Wednesday, November 15, 2017 - 7:42:30 AM - Ahmad Yaseen Back To Top

 Thank you Eduardo for your input here.

This should be applied for all SSMS versions starting from 2012. It depends on the data itself that you are exporting.

 

Best Regards,

Ahmad

 


Monday, November 13, 2017 - 5:37:49 PM - Eduardo Back To Top

 Wow, this is awesome!

I've lived with this issue for a long time... about 2 or 3 months and tried REPLACE function too, but using '\r' and '\n'. Never worked.

Where did you get this? It's like you knew someway... However thanks alot!

 

PS. I have some friends that work with SSMS 2016 (as me) but they don't get this error. Maybe you know what's going on here?

 


Monday, October 16, 2017 - 12:04:26 PM - Gramatik Back To Top

Much appreciated, thank you


Wednesday, October 04, 2017 - 7:22:56 PM - Christine Lowe Back To Top

Much appreciated!  Incredible assistance for something I believe to be unrelated, but in using your scripting assisted me in resolving user errors.
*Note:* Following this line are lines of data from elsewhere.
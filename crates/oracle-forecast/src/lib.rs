// crates/oracle-forecast/src/lib.rs
// ============================================================================
// Crate: oracle-forecast
// Description: Derives probability distributions from simulation artifacts
//              and assembles them into ledger-ready forecast records.
// Purpose: Turn a catalog event definition plus one run's compiled output
//          into a validated `ForecastRecord`, for every configured horizon.
// Dependencies: oracle-baseline, oracle-catalog, oracle-core, oracle-ledger,
//               oracle-runs, serde_json, thiserror, time
// ============================================================================

//! ## Overview
//! One call to [`generate_forecasts`] walks every forecastable event in a
//! catalog, derives a probability for each of its configured horizons, and
//! appends the resulting [`oracle_ledger::ForecastRecord`]s. Derivation
//! dispatches on [`oracle_catalog::ForecastSource`]: `simulation_output` and
//! `simulation_derived` events read the selected run's compiled
//! intelligence, with `simulation_output` going through
//! [`hazard_rate_conversion`] to translate a native 90-day probability to
//! the requested horizon; `baseline_persistence` and `baseline_climatology`
//! events are instead routed through `oracle-baseline`'s history-index
//! machinery, since they have no live run output to read. A distribution
//! that fails validation is skipped with a collected warning rather than
//! aborting the whole pass.

// ============================================================================
// SECTION: Imports
// ============================================================================

use std::collections::BTreeMap;
use std::path::Path;
use std::path::PathBuf;

use oracle_baseline::BaselineConfig;
use oracle_baseline::HistoryGroup;
use oracle_baseline::HistoryIndex;
use oracle_catalog::EventDef;
use oracle_catalog::EventCatalog;
use oracle_catalog::ForecastSource;
use oracle_ledger::BaselineMetadata;
use oracle_ledger::ForecastRecord;
use oracle_ledger::Ledger;
use oracle_runs::RunInfo;
use serde_json::Value;

/// Tolerance a probability distribution's sum must fall within `1.0`.
pub const PROBABILITY_SUM_TOLERANCE: f64 = 1e-6;

/// The native horizon, in days, a `simulation_output` probability is read
/// at before [`hazard_rate_conversion`] projects it onto the requested
/// horizon.
const NATIVE_HORIZON_DAYS: f64 = 90.0;

// ============================================================================
// SECTION: Errors
// ============================================================================

/// Errors raised deriving or assembling a forecast.
#[derive(Debug, thiserror::Error)]
pub enum ForecastError {
    /// The compiled intelligence document could not be read or parsed.
    #[error("failed to read compiled intelligence at {path}: {source}")]
    CompiledIntel {
        /// Path the failing read targeted.
        path: String,
        #[source]
        source: std::io::Error,
    },
    /// The compiled intelligence document was not valid JSON.
    #[error("failed to parse compiled intelligence at {path}: {source}")]
    CompiledIntelParse {
        /// Path the failing parse targeted.
        path: String,
        #[source]
        source: serde_json::Error,
    },
    /// A probability distribution failed validation.
    #[error("invalid distribution for event {event_id}: {reason}")]
    InvalidDistribution {
        /// The event the distribution was built for.
        event_id: String,
        /// Human-readable reason the distribution failed validation.
        reason: String,
    },
    /// Run selection failed.
    #[error("run selection failed: {0}")]
    RunSelection(#[from] oracle_runs::RunSelectorError),
    /// Catalog loading or lookup failed.
    #[error("catalog error: {0}")]
    Catalog(#[from] oracle_catalog::CatalogError),
    /// The baseline engine failed to build a history index.
    #[error("baseline error: {0}")]
    Baseline(#[from] oracle_baseline::BaselineError),
    /// A ledger read or append failed.
    #[error("ledger error: {0}")]
    Ledger(#[from] oracle_ledger::LedgerError),
    /// A timestamp failed to parse or format.
    #[error("timestamp error: {0}")]
    Timestamp(#[from] oracle_core::TimestampParseError),
}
We just upgraded our MS accounting software residing in (3 SQL environments), which of course required SQL upgrade, starting on 2012, and 2014 and ending all on 2017.  I had several 3rd party accounting software company dataabase data tables holding extensive text actually corrupt during the ugrade process and cause a complete stop to some very time sensivtive procedures.  I was able to utilize your article and scripting as a base of understanding to correct the issues and we are back up and running.  Not just good info for developers, but for ERP System Administrators as well.  :-)  Many thanks!  Christine

 


Thursday, September 07, 2017 - 2:18:01 PM - sq Back To Top

Great Great Great all around! I was going crazy over this issue! Thank you and much apprecaite it!

 


Tuesday, July 11, 2017 - 2:21:56 PM - Brenda Laird Back To Top

This tip DEFINITELY helped...took care of it just like that!  Had searched for a while for other solutions, but this one did the trick!  Thank you so much!!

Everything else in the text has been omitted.